Ora, o objetivo do contrato é manter a igualdade de condições entre as partes, sem prejudicar nenhuma delas, o que não ocorre se o aluguel provisório for apenas uma faculdade do locador. Ao deferir o pedido de fixação de aluguel provisório, o julgador verificará que a situação contratual entre as partes pendia para o lado do locador, prejudicando a locatária, corrigindo, acertadamente, a relação.
Na verdade, o que se busca não é a utilização do aluguel provisório para redução do valor locatício enquanto perdurar a demanda renovatória. O verdadeiro fim de tal pedido é, durante o trâmite da demanda, adequar o valor do aluguel ao praticado no mercado de locações.
De fato, em grande parte das demandas renovatórias, o valor do aluguel pleiteado como provisório acaba sendo menor que o praticado pelo locador. Porém, tal situação não configura eventual abuso por parte do locatário, ou falta de observância à desvalorização da moeda. O que o magistrado deve levar em conta para a fixação do provisório não é a inflação acumulada ou o valor refletido pelos índices, mas sim a real situação pela qual atravessa o mercado imobiliário.
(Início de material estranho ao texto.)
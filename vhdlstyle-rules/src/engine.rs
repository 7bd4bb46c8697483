//! The rule engine.
//!
//! Holds every rule sorted by ascending phase (phase is the sole cross-rule
//! ordering key; registration order breaks ties). Two modes:
//!
//!     analyze   run every enabled rule's analyze against the file snapshot
//!               and report; never mutates
//!     fix       per rule in phase order: analyze against the *current* file
//!               state, then fix; re-derive predicates when a fix changed the
//!               line count
//!
//! Because analyze runs immediately before each rule's fix, no rule ever
//! consumes line numbers from a stale file generation.

use std::collections::HashMap;
use std::fmt;

use serde::{Deserialize, Serialize};

use vhdlstyle_parser::vhdl::SourceFile;

use crate::rule::Rule;
use crate::violation::Violation;

/// Severity attached to reports; it never alters engine behavior.
#[derive(Debug, Clone, Copy, PartialEq, Eq, Serialize, Deserialize)]
#[serde(rename_all = "lowercase")]
pub enum Severity {
    Error,
    Warning,
}

impl fmt::Display for Severity {
    fn fmt(&self, f: &mut fmt::Formatter<'_>) -> fmt::Result {
        match self {
            Severity::Error => write!(f, "error"),
            Severity::Warning => write!(f, "warning"),
        }
    }
}

/// Per-rule configuration consumed from the style profile.
#[derive(Debug, Clone, Copy, PartialEq)]
pub struct RuleSetting {
    pub enabled: bool,
    pub severity: Severity,
}

impl Default for RuleSetting {
    fn default() -> Self {
        Self {
            enabled: true,
            severity: Severity::Error,
        }
    }
}

/// Everything one rule found in one pass, for the reporting surface.
#[derive(Debug, Clone, Serialize)]
pub struct RuleReport {
    pub rule_id: String,
    pub severity: Severity,
    pub solution: String,
    pub violations: Vec<Violation>,
}

/// Phase-ordered executor over a set of rules.
pub struct Engine {
    rules: Vec<Box<dyn Rule>>,
    settings: HashMap<String, RuleSetting>,
}

impl Engine {
    pub fn new() -> Self {
        Self {
            rules: Vec::new(),
            settings: HashMap::new(),
        }
    }

    pub fn with_rules(rules: Vec<Box<dyn Rule>>) -> Self {
        let mut engine = Self::new();
        for rule in rules {
            engine.register(rule);
        }
        engine
    }

    /// Add a rule, keeping the set sorted by phase. The sort is stable, so
    /// rules sharing a phase keep their registration order.
    pub fn register(&mut self, rule: Box<dyn Rule>) {
        self.rules.push(rule);
        self.rules.sort_by_key(|r| r.phase());
    }

    /// Map stable rule ids to settings; unmentioned rules stay enabled at
    /// the default severity. Disabled rules neither analyze nor fix.
    pub fn configure(&mut self, settings: HashMap<String, RuleSetting>) {
        self.settings = settings;
    }

    pub fn rule_ids(&self) -> Vec<String> {
        self.rules.iter().map(|r| r.rule_id()).collect()
    }

    /// Analysis-only mode: report every violation found in one pass.
    pub fn analyze(&mut self, file: &SourceFile) -> Vec<RuleReport> {
        let settings = &self.settings;
        let mut reports = Vec::new();
        for rule in &mut self.rules {
            let rule_id = rule.rule_id();
            let setting = settings.get(&rule_id).copied().unwrap_or_default();
            if !setting.enabled {
                continue;
            }
            rule.clear_violations();
            rule.analyze(file);
            if !rule.violations().is_empty() {
                reports.push(RuleReport {
                    rule_id,
                    severity: setting.severity,
                    solution: rule.solution().to_string(),
                    violations: rule.violations().to_vec(),
                });
            }
        }
        reports
    }

    /// Fix mode: mutate the file to convergence for this pass, returning
    /// what each rule corrected.
    pub fn fix(&mut self, file: &mut SourceFile) -> Vec<RuleReport> {
        let settings = &self.settings;
        let mut reports = Vec::new();
        for rule in &mut self.rules {
            let rule_id = rule.rule_id();
            let setting = settings.get(&rule_id).copied().unwrap_or_default();
            if !setting.enabled {
                continue;
            }
            rule.clear_violations();
            rule.analyze(file);
            if rule.violations().is_empty() {
                continue;
            }
            reports.push(RuleReport {
                rule_id,
                severity: setting.severity,
                solution: rule.solution().to_string(),
                violations: rule.violations().to_vec(),
            });
            let line_count = file.len();
            rule.fix(file);
            if file.len() != line_count {
                // structural change invalidates downstream predicates
                file.rescan();
            }
        }
        reports
    }
}

impl Default for Engine {
    fn default() -> Self {
        Self::new()
    }
}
Frise-se, consoante dito, que o pedido de fixação de aluguel provisório deve vir acompanhado de substratos fáticos que o corroborem, tais como, laudo elaborado por engenheiro civil, pesquisas de mercado junto à imobiliárias de renome, recortes de jornal que retratem o real valor de mercado dos aluguéis, enfim, todo o necessário para formar o convencimento do juiz, e não o simples pedido por parte do autor/locatário.
Ademais, necessário salientar que a fixação do aluguel provisório não obsta que o mesmo seja revisto quando da prolação da sentença. Assim, caso haja diferença entre os valores do aluguel provisório e definitivo (para mais ou para menos) deverão as mesmas ser suportadas pela parte vencida. Portanto, havendo diferença, as mesmas serão objeto de demanda executiva, podendo acarretar, inclusive, na rescisão do contrato (se o locatário ficar inadimplente), caso não sejam pagas.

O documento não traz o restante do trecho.